Writing

I Thought AI Would Help Me Make Money Fast

AI was supposed to do it for me.

April 24, 2026 3 min read

I went through a phase recently where I was pretty sure I had it figured out.

AI was everywhere. Every other post was about side hustles, passive income, and digital products. People were making money online in ways that felt oddly accessible. It started to feel like if I did not at least try to take advantage of it, I was missing something.

So I did what I think a lot of people did. I started trying things. A lot of things.

First it was those Canva-style theme packs. The idea was simple enough: use AI to speed up the design process, package everything cleanly, throw it on Etsy, and let it run. It felt efficient. Almost too efficient. Like, why would this not work?

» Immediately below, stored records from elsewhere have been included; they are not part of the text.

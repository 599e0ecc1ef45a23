//! This file provides some common numeric helpers.


/// Weighted mean of `values`.
/// An empty `weight` slice means uniform weights.
#[inline(always)]
pub(crate) fn weighted_mean(values: &[f64], weight: &[f64]) -> f64 {
    if weight.is_empty() {
        return values.iter().sum::<f64>() / values.len() as f64;
    }

    assert_eq!(values.len(), weight.len());

    let total = weight.iter().sum::<f64>();
    values.iter()
        .zip(weight)
        .map(|(&v, &w)| w * v)
        .sum::<f64>()
        / total
}
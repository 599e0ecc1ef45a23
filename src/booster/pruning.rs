//! Validation-loss tracking for pruning.
use crate::common::{GamLoss, ObjectiveFunction};


/// Append-only record of per-round validation losses.
///
/// One entry is recorded per completed boosting round. After training,
/// the round with the lowest held-out loss is the one worth keeping;
/// ties resolve to the earliest round.
#[derive(Debug, Clone)]
pub struct PruningHistory {
    metric: GamLoss,
    history: Vec<(usize, f64)>,
    best: Option<(usize, f64)>,
}


impl PruningHistory {
    /// Create an empty history scored with `metric`.
    pub fn new(metric: GamLoss) -> Self {
        Self {
            metric,
            history: Vec::new(),
            best: None,
        }
    }


    /// Mean validation loss of `predictions` under the configured metric.
    /// An empty `weight` slice means uniform weights.
    pub fn evaluate(
        &self,
        predictions: &[f64],
        target: &[f64],
        weight: &[f64],
    ) -> f64
    {
        self.metric.eval(predictions, target, weight)
    }


    /// Append `(iteration, loss)` and return the best iteration so far.
    /// Only a strict improvement replaces the current best,
    /// so equal losses keep the earliest iteration.
    pub fn record_and_get_best(&mut self, iteration: usize, loss: f64)
        -> usize
    {
        self.history.push((iteration, loss));

        let improved = match self.best {
            None => true,
            Some((_, best_loss)) => loss < best_loss,
        };
        if improved {
            self.best = Some((iteration, loss));
        }

        self.best.unwrap().0
    }


    /// The iteration with the lowest recorded loss, if any round
    /// has been recorded.
    pub fn best_iteration(&self) -> Option<usize> {
        self.best.map(|(it, _)| it)
    }


    /// All recorded `(iteration, loss)` pairs, in recording order.
    pub fn history(&self) -> &[(usize, f64)] {
        &self.history[..]
    }


    /// Number of recorded rounds.
    pub fn len(&self) -> usize {
        self.history.len()
    }


    /// Returns `true` if no round has been recorded.
    pub fn is_empty(&self) -> bool {
        self.history.is_empty()
    }
}
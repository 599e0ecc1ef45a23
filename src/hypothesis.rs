//! Defines the traits implemented by finalized hypotheses.
use crate::sample::Sample;


/// A trait that defines the behavior of regressor.
/// You only need to implement the `predict` method.
pub trait Regressor {
    /// Predicts the target value of the `row`-th row of `sample`.
    fn predict(&self, sample: &Sample, row: usize) -> f64;


    /// Predicts the target values of all rows of `sample`.
    fn predict_all(&self, sample: &Sample) -> Vec<f64>
    {
        let n_sample = sample.shape().0;
        (0..n_sample).map(|row| self.predict(sample, row))
            .collect::<Vec<_>>()
    }
}
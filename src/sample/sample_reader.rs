use std::path::Path;
use std::io;

use super::sample_struct::Sample;


/// A struct that returns [`Sample`].
/// Using this struct, one can read a CSV format file to [`Sample`].
/// Other formats are not supported yet.
/// # Example
/// The following code is a simple example to read a CSV file.
/// ```no_run
/// use gamboost::SampleReader;
/// let filename = "/path/to/csv/file.csv";
/// let sample = SampleReader::new()
///     .file(filename)
///     .has_header(true)
///     .target_feature("medv")
///     .read()
///     .unwrap();
/// ```
pub struct SampleReader<P, S> {
    file: Option<P>,
    has_header: bool,
    target: Option<S>,
    weight: Option<S>,
}


impl<P, S> SampleReader<P, S> {
    /// Construct a new instance of [`SampleReader`].
    pub fn new() -> Self {
        Self {
            file: None,
            has_header: false,
            target: None,
            weight: None,
        }
    }


    /// Set the flag whether the file has the header row or not.
    /// Default is `false.`
    pub fn has_header(mut self, flag: bool) -> Self {
        self.has_header = flag;
        self
    }
}


impl<P, S> Default for SampleReader<P, S> {
    fn default() -> Self {
        Self::new()
    }
}


impl<P, S> SampleReader<P, S>
    where P: AsRef<Path>
{
    /// Set the file name.
    pub fn file(mut self, file: P) -> Self {
        self.file = Some(file);
        self
    }
}


impl<P, S> SampleReader<P, S>
    where S: AsRef<str>
{
    /// Set the column name that is used for the regression target.
    pub fn target_feature(mut self, column: S) -> Self {
        self.target = Some(column);
        self
    }


    /// Set the column name that is used for the instance weights.
    /// By default, no weight column is set and all rows weigh equally.
    pub fn weight_feature(mut self, column: S) -> Self {
        self.weight = Some(column);
        self
    }
}



impl<P, S> SampleReader<P, S>
    where P: AsRef<Path>,
          S: AsRef<str>
{
    /// Reads the file based on the arguments,
    /// and returns `std::io::Result<Sample>`.
    /// This method consumes `self.`
    pub fn read(self) -> io::Result<Sample> {
        if self.file.is_none() {
            panic!("The file name for the csv file is not set");
        }
        let file = self.file.unwrap();

        if self.target.is_none() {
            panic!(
                "Target column is not specified. \
                 Use `SampleReader::target_feature`."
            );
        }
        let target = self.target.unwrap();

        let mut sample = Sample::from_csv(file, self.has_header)?
            .set_target(target.as_ref());

        if let Some(weight) = self.weight {
            sample = sample.set_weight(weight.as_ref());
        }
        Ok(sample)
    }
}
use rayon::prelude::*;
use serde::{Serialize, Deserialize};

use std::fs;
use std::path::Path;

use crate::error::GamError;
use crate::sample::Sample;
use super::bin::Bins;


/// Per-column bin boundaries fitted on a training sample.
///
/// The `Binner` is the quantization collaborator: it owns the boundaries
/// computed at training time and answers value-to-bin lookups at scoring
/// time. Persisted model files carry no boundaries, so a `Binner` must be
/// kept alongside a saved model; [`Binner::to_json_file`] and
/// [`Binner::from_json_file`] cover that.
#[derive(Debug, Clone, Serialize, Deserialize)]
pub struct Binner {
    bins: Vec<Bins>,
}


impl Binner {
    /// Fit equal-width bins on every feature column of `sample`.
    /// Each column gets at most `max_bins` bins,
    /// capped by its number of distinct values.
    pub fn fit(sample: &Sample, max_bins: usize) -> Self {
        let bins = sample.features()
            .par_iter()
            .map(|feat| {
                let n_bin = feat.distinct_value_count()
                    .min(max_bins)
                    .max(1);
                Bins::cut(feat, n_bin)
            })
            .collect::<Vec<_>>();

        Self { bins }
    }


    /// Number of feature columns this binner was fitted on.
    pub fn n_columns(&self) -> usize {
        self.bins.len()
    }


    /// Number of bins of the column `col`.
    pub fn n_bins(&self, col: usize) -> usize {
        self.bins[col].len()
    }


    /// Returns the bin index of `value` on the column `col`.
    #[inline]
    pub fn bin_index(&self, col: usize, value: f64) -> usize {
        self.bins[col].index_of(value)
    }


    /// Bin boundaries of the column `col`.
    pub fn bins(&self, col: usize) -> &Bins {
        &self.bins[col]
    }


    /// Write the boundaries to `path` as JSON.
    pub fn to_json_file<P: AsRef<Path>>(&self, path: P)
        -> Result<(), GamError>
    {
        let json = serde_json::to_string(self)
            .expect("Bin boundaries are always serializable");
        fs::write(path, json)?;
        Ok(())
    }


    /// Read boundaries back from a JSON file written by
    /// [`Binner::to_json_file`].
    pub fn from_json_file<P: AsRef<Path>>(path: P)
        -> Result<Self, GamError>
    {
        let json = fs::read_to_string(path)?;
        serde_json::from_str(&json)
            .map_err(|e| GamError::Corrupt(format!("binner file: {e}")))
    }
}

Then I started branching out into digital products more generally. Etsy, Gumroad, anything where you could create something once and sell it over and over again. That whole make-it-once-sell-it-forever idea is hard not to get pulled into.

At some point, I even wrote a kids book. I still like that idea, honestly. It is sitting there half-finished, waiting for artwork I never got around to doing.

The pattern was always the same. Everything felt close. Like I was one small adjustment away from something clicking. But nothing actually did.

So I pivoted. If digital products were not working, maybe websites would. That felt more grounded. More real.

I built a kettlebell calculator. Simple, useful, something I figured people might actually search for. The kind of thing that could quietly get traffic and maybe make a little money with ads in the background. It did not happen.

Then I built something I actually liked more: a website about obsolete tech. Better concept. More effort. Something with personality. Still did not go anywhere, at least not in the way I expected.

Looking back, I do not think the issue was the ideas. And it was not even the execution. It was the mindset.

I was not really trying to build something. I was trying to find something that would work. Those are two very different things, even if they feel the same in the moment.

AI made everything feel easier. And to be fair, it was easier, at least when it came to creating things. Ideas turned into outputs fast. Faster than I was used to. Faster than I probably should have been comfortable with.

But that speed came with a side effect. It made me feel like I was making more progress than I actually was.

Because building something quickly is not the same as building something valuable. I think I blurred that line for a while.

None of those attempts were wasted. I do not look back at them like failures. If anything, they were necessary. But they were all built on the same assumption: that if I could create enough things, quickly enough, something would eventually hit.

That assumption did not hold up.

At some point, I had to stop jumping from one idea to the next and ask a different question. Not, "What can I build fast?" but, "What is actually worth building at all?"

That shift did not happen all at once. But once it started, it changed everything that came after.